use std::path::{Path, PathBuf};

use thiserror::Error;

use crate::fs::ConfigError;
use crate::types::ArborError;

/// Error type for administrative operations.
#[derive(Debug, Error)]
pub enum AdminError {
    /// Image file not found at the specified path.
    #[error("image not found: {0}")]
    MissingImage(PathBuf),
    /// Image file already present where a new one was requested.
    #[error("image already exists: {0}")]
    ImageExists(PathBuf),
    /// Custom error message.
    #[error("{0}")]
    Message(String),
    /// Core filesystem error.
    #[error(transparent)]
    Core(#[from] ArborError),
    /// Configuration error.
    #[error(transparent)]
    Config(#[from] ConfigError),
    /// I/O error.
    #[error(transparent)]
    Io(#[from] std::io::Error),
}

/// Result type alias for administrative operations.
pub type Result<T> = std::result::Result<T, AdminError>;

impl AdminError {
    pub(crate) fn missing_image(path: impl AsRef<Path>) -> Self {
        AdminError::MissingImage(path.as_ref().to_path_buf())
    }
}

☆ ☆ ☆ ☆ ☆ ☆ ☆

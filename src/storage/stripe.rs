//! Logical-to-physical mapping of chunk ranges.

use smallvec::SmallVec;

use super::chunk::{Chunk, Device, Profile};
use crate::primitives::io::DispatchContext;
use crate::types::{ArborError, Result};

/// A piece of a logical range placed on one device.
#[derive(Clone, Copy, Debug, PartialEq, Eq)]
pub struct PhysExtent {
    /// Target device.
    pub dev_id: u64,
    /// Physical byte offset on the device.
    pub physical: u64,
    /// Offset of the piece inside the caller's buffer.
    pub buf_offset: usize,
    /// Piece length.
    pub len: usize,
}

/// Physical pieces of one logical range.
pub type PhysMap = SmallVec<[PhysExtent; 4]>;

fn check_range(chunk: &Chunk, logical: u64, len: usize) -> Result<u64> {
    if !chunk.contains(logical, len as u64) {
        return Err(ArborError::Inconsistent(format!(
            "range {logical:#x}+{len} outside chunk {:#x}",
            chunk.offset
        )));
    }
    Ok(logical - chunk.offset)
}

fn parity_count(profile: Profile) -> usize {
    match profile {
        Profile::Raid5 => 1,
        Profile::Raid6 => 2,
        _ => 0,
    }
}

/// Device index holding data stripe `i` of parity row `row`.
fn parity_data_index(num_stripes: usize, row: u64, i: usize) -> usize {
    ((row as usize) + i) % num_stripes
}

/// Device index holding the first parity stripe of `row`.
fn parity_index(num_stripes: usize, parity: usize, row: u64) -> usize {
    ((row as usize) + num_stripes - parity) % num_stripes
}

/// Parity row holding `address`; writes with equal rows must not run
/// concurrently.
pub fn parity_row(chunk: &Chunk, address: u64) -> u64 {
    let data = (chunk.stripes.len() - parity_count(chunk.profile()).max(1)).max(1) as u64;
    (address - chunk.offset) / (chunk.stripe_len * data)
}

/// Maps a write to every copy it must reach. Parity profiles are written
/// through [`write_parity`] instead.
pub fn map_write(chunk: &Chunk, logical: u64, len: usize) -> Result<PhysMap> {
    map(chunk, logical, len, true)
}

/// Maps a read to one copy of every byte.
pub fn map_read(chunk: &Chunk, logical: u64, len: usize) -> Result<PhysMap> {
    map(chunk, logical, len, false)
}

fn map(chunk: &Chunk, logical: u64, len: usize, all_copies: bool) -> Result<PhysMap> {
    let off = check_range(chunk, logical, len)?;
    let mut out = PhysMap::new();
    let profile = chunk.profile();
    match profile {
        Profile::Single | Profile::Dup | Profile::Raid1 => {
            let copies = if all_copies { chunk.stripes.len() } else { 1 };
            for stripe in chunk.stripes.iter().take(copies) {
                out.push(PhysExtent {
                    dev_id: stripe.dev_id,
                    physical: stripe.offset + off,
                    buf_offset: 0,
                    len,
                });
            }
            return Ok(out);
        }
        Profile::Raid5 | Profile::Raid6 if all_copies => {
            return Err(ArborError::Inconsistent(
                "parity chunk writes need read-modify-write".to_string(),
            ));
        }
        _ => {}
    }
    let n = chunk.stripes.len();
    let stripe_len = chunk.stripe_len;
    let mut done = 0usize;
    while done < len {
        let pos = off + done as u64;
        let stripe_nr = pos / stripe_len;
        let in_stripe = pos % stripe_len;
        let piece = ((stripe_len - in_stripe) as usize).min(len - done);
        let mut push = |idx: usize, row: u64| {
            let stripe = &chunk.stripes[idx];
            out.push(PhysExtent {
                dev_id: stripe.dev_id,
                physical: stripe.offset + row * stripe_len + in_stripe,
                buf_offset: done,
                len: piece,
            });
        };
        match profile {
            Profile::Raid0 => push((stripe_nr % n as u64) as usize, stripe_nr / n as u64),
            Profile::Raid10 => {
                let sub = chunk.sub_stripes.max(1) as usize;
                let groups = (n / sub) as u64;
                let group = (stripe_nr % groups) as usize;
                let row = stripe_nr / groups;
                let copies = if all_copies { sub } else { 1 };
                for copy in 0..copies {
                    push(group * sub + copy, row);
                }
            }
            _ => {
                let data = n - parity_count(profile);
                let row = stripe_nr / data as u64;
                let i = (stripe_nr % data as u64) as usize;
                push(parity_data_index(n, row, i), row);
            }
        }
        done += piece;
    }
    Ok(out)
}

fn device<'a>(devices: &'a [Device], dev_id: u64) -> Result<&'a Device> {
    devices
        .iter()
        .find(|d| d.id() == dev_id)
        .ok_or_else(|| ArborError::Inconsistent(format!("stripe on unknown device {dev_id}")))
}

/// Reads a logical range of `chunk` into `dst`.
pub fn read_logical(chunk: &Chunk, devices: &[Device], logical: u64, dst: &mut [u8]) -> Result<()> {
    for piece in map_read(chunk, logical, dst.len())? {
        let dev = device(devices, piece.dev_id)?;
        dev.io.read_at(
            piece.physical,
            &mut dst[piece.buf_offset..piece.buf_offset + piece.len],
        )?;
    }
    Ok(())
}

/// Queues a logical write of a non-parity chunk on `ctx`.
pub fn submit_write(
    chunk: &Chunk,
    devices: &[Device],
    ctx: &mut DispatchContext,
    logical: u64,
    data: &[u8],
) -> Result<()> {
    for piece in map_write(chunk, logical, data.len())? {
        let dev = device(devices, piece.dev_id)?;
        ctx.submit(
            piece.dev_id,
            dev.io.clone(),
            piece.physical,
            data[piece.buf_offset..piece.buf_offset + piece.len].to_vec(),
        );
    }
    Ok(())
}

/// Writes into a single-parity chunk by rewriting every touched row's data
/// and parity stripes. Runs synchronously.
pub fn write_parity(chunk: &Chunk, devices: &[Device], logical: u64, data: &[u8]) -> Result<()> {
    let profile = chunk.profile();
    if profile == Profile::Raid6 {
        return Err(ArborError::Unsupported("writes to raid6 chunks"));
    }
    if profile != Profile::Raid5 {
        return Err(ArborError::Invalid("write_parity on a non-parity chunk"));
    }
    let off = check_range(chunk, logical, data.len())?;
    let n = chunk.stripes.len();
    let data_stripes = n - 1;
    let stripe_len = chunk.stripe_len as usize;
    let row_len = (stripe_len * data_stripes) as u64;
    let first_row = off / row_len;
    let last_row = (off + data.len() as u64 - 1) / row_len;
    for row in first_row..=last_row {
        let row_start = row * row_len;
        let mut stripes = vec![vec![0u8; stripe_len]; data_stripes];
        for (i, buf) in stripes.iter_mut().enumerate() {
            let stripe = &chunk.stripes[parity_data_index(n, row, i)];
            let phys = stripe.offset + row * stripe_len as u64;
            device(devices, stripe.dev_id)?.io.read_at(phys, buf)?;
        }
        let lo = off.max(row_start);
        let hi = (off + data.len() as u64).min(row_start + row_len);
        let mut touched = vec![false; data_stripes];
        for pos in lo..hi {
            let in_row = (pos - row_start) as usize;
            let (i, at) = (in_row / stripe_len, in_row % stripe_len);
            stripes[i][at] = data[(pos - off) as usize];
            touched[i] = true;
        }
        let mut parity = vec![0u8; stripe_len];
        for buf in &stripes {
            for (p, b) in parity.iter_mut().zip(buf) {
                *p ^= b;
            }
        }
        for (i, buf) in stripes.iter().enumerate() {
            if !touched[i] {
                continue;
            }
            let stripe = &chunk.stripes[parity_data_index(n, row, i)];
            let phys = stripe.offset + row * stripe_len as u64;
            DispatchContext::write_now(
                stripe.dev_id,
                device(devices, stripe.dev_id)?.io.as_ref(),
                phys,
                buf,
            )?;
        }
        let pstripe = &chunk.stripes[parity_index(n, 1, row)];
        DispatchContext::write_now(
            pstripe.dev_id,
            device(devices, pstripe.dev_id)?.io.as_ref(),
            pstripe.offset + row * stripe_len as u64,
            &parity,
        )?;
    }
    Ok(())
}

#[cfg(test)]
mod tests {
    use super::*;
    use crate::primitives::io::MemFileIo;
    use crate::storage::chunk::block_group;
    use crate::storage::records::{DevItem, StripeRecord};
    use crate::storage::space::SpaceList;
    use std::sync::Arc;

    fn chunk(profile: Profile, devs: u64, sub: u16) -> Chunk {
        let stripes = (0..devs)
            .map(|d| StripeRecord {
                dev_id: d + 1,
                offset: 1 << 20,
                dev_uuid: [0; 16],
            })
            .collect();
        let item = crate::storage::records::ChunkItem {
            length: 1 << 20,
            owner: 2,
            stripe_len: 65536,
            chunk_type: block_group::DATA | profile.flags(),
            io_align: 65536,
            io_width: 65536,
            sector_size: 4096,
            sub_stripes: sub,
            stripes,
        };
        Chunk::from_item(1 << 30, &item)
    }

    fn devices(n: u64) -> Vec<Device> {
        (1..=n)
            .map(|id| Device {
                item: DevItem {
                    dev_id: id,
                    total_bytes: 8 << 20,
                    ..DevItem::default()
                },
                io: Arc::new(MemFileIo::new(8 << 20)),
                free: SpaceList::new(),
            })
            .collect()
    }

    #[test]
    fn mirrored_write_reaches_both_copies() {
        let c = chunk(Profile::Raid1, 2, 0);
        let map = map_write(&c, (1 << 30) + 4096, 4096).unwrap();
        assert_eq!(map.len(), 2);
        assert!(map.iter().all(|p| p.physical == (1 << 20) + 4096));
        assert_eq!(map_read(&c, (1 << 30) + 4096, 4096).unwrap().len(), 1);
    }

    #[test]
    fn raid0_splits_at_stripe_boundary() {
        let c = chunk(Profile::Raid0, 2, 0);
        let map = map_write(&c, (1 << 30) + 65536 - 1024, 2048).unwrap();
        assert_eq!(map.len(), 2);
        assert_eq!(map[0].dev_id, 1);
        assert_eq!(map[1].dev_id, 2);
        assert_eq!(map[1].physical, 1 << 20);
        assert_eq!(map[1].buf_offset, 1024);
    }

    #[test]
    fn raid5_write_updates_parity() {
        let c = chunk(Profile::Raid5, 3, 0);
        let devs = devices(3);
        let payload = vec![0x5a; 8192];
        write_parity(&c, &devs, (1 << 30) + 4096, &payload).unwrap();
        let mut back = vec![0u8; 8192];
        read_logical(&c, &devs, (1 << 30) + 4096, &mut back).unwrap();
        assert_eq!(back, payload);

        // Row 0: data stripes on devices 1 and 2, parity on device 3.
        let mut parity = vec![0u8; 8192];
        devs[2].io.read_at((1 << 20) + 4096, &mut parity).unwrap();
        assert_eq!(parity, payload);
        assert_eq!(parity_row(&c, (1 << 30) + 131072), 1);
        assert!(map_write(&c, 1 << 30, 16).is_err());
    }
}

☆ ☆ ☆ ☆ ☆ ☆ ☆

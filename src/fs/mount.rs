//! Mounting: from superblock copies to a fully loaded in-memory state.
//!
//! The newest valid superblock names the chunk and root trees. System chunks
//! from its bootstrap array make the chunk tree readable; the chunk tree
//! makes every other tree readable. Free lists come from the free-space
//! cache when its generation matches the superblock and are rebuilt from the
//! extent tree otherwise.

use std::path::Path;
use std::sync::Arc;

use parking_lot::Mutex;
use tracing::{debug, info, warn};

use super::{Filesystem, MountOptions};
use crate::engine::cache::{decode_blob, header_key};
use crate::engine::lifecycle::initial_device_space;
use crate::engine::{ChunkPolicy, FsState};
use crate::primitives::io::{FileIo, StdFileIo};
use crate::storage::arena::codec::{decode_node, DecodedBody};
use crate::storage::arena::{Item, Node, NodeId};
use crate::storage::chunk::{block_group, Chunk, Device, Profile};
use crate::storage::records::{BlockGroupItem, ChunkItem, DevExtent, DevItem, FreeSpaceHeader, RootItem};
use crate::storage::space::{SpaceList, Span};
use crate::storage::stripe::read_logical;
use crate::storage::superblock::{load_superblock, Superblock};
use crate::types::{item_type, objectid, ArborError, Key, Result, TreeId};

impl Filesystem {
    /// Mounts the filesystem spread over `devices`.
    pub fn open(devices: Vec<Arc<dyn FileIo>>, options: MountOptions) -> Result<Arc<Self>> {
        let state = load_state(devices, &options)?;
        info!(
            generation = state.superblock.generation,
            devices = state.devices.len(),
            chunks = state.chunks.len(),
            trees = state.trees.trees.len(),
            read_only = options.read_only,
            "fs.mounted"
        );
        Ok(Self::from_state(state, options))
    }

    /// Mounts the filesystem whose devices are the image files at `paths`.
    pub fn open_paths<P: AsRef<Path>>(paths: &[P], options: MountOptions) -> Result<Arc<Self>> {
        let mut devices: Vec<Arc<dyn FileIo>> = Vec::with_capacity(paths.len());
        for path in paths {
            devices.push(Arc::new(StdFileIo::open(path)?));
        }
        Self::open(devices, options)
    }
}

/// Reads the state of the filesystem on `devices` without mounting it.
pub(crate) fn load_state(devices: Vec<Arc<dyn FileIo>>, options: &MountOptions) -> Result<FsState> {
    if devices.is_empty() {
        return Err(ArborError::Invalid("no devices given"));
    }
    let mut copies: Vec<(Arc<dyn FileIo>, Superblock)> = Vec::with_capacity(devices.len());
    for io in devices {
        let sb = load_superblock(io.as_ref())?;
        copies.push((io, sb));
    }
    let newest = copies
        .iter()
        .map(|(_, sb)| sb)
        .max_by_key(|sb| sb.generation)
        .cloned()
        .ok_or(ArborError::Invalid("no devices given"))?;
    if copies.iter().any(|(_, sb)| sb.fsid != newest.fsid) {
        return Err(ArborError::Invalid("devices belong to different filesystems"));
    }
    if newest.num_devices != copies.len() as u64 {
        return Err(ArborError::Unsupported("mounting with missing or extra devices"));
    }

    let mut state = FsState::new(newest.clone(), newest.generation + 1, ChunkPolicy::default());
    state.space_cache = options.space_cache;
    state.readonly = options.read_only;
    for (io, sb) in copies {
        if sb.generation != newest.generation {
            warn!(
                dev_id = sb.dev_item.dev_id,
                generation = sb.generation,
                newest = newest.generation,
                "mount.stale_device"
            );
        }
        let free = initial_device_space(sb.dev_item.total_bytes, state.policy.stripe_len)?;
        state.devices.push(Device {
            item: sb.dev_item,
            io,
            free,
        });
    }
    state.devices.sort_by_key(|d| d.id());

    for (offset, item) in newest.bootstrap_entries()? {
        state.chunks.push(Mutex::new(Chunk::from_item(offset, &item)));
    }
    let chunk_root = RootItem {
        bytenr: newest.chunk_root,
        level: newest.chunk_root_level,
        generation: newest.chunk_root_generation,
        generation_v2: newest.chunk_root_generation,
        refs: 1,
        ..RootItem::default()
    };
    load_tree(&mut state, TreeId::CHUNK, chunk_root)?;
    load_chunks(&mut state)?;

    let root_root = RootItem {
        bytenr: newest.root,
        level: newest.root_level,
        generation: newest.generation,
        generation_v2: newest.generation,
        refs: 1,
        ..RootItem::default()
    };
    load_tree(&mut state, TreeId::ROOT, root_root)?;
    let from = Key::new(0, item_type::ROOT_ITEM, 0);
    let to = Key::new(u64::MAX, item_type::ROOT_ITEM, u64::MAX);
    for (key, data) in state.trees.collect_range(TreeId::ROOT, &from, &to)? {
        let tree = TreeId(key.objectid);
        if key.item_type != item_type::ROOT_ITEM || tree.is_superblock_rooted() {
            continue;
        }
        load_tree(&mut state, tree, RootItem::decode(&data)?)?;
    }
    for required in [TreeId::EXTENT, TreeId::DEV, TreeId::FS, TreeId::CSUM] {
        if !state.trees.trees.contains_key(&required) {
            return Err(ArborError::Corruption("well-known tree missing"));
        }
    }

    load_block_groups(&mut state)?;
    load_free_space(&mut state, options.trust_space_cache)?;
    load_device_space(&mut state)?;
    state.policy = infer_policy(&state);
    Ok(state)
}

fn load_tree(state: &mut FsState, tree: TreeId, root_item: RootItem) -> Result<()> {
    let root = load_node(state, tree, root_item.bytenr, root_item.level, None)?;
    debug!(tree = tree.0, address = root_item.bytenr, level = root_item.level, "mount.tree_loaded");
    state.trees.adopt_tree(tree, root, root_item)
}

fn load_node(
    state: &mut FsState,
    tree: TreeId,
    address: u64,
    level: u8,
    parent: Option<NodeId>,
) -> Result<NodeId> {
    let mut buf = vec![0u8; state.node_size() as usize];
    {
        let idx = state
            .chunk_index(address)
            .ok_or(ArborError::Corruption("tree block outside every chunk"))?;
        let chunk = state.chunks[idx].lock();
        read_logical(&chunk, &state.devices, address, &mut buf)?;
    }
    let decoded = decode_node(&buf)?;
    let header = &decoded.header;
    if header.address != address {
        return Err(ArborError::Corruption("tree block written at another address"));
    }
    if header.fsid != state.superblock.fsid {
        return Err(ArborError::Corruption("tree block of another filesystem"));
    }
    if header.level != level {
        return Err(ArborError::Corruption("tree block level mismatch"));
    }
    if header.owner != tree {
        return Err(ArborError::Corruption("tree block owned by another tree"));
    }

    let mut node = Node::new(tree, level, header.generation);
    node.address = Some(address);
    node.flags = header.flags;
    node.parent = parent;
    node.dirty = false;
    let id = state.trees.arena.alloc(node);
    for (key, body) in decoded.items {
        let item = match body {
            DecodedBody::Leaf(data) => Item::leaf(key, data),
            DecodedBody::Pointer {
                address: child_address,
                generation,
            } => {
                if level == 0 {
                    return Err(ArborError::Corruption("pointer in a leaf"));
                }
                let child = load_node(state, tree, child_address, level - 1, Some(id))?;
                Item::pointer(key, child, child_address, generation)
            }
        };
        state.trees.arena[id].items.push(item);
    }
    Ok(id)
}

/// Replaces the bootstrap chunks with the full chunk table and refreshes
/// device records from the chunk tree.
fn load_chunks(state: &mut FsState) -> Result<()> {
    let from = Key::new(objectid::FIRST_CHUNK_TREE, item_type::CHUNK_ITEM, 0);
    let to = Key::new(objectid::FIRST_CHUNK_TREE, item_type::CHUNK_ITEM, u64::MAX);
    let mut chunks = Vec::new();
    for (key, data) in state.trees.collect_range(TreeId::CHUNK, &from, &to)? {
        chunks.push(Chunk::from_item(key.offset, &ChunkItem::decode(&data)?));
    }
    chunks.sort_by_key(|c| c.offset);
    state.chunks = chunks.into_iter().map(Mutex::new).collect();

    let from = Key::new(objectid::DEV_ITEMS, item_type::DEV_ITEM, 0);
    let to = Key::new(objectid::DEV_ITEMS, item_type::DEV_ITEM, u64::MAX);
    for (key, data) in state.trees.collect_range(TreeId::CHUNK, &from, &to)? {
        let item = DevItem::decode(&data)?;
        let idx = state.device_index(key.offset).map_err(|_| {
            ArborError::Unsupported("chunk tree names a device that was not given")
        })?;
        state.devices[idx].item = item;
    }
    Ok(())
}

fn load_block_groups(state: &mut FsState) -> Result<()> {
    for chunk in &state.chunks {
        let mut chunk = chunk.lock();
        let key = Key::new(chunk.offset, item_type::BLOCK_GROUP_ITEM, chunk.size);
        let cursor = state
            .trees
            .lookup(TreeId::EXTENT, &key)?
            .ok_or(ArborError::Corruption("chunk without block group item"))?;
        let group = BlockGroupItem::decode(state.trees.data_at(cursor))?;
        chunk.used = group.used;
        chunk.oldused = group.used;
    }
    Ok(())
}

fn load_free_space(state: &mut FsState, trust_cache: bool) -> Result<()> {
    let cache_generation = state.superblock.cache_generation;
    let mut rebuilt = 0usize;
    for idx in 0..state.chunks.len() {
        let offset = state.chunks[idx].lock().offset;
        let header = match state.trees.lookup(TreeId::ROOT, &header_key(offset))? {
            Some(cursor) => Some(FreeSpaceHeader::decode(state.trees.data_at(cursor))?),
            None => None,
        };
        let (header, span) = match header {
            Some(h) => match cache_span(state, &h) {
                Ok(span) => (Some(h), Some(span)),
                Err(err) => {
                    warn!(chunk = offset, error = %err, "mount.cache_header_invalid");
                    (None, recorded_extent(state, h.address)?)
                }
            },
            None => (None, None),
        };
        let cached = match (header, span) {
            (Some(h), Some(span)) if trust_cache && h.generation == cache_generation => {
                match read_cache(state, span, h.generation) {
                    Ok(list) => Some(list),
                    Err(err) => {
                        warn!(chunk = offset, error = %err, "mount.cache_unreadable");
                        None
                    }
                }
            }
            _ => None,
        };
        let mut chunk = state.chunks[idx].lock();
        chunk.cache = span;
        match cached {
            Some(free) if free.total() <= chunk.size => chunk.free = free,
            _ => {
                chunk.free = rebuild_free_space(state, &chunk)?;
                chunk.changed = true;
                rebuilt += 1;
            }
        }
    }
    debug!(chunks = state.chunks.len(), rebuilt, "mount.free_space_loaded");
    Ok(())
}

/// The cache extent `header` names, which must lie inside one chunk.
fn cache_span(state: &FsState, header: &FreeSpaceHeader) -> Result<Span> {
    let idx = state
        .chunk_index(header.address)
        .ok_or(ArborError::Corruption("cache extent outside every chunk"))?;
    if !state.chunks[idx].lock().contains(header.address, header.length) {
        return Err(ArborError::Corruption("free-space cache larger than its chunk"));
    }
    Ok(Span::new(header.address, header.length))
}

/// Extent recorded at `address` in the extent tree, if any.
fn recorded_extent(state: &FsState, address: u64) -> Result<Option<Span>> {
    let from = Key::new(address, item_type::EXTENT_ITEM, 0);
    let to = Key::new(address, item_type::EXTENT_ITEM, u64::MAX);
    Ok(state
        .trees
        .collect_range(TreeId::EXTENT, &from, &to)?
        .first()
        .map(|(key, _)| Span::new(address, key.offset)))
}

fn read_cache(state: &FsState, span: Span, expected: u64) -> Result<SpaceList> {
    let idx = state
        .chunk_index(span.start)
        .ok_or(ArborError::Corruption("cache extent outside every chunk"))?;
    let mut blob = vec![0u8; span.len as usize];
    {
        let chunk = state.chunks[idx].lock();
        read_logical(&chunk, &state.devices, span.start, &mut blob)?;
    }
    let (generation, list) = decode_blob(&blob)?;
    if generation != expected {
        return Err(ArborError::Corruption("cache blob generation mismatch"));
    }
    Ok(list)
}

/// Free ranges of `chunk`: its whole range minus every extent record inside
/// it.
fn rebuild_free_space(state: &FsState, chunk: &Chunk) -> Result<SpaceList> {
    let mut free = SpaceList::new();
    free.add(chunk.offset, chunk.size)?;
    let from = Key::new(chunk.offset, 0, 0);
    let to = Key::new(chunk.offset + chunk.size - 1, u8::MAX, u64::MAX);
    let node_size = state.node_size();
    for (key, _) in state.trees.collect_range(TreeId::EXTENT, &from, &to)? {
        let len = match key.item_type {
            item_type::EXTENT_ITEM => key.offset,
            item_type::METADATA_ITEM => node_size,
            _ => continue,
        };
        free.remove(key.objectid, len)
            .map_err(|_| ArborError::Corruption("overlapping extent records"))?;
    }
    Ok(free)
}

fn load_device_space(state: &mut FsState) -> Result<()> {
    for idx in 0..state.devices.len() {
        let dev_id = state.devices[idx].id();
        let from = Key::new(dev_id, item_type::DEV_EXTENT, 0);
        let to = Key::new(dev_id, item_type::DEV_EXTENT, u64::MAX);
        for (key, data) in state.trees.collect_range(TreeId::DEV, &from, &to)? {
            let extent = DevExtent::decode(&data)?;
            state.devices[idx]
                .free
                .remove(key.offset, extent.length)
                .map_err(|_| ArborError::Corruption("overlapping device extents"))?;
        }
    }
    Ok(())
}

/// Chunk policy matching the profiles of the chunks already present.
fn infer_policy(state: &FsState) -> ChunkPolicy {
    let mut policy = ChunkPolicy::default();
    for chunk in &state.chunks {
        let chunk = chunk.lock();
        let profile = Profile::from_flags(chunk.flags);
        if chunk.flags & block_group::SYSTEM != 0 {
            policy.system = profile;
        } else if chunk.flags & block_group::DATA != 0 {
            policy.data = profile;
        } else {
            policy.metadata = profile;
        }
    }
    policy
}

☆ ☆ ☆ ☆ ☆ ☆ ☆

- **Work task**
Look back at the data above. Transcribe exactly the lines starting at the line that contains "extent tree otherwise." and ending at the line that contains "let mut devices: Vec<Arc<dyn".

- **Output for this task**
//! extent tree otherwise.

use std::path::Path;
use std::sync::Arc;

use parking_lot::Mutex;
use tracing::{debug, info, warn};

use super::{Filesystem, MountOptions};
use crate::engine::cache::{decode_blob, header_key};
use crate::engine::lifecycle::initial_device_space;
use crate::engine::{ChunkPolicy, FsState};
use crate::primitives::io::{FileIo, StdFileIo};
use crate::storage::arena::codec::{decode_node, DecodedBody};
use crate::storage::arena::{Item, Node, NodeId};
use crate::storage::chunk::{block_group, Chunk, Device, Profile};
use crate::storage::records::{BlockGroupItem, ChunkItem, DevExtent, DevItem, FreeSpaceHeader, RootItem};
use crate::storage::space::{SpaceList, Span};
use crate::storage::stripe::read_logical;
use crate::storage::superblock::{load_superblock, Superblock};
use crate::types::{item_type, objectid, ArborError, Key, Result, TreeId};

impl Filesystem {
    /// Mounts the filesystem spread over `devices`.
    pub fn open(devices: Vec<Arc<dyn FileIo>>, options: MountOptions) -> Result<Arc<Self>> {
        let state = load_state(devices, &options)?;
        info!(
            generation = state.superblock.generation,
            devices = state.devices.len(),
            chunks = state.chunks.len(),
            trees = state.trees.trees.len(),
            read_only = options.read_only,
            "fs.mounted"
        );
        Ok(Self::from_state(state, options))
    }

    /// Mounts the filesystem whose devices are the image files at `paths`.
    pub fn open_paths<P: AsRef<Path>>(paths: &[P], options: MountOptions) -> Result<Arc<Self>> {
        let mut devices: Vec<Arc<dyn FileIo>> = Vec::with_capacity(paths.len());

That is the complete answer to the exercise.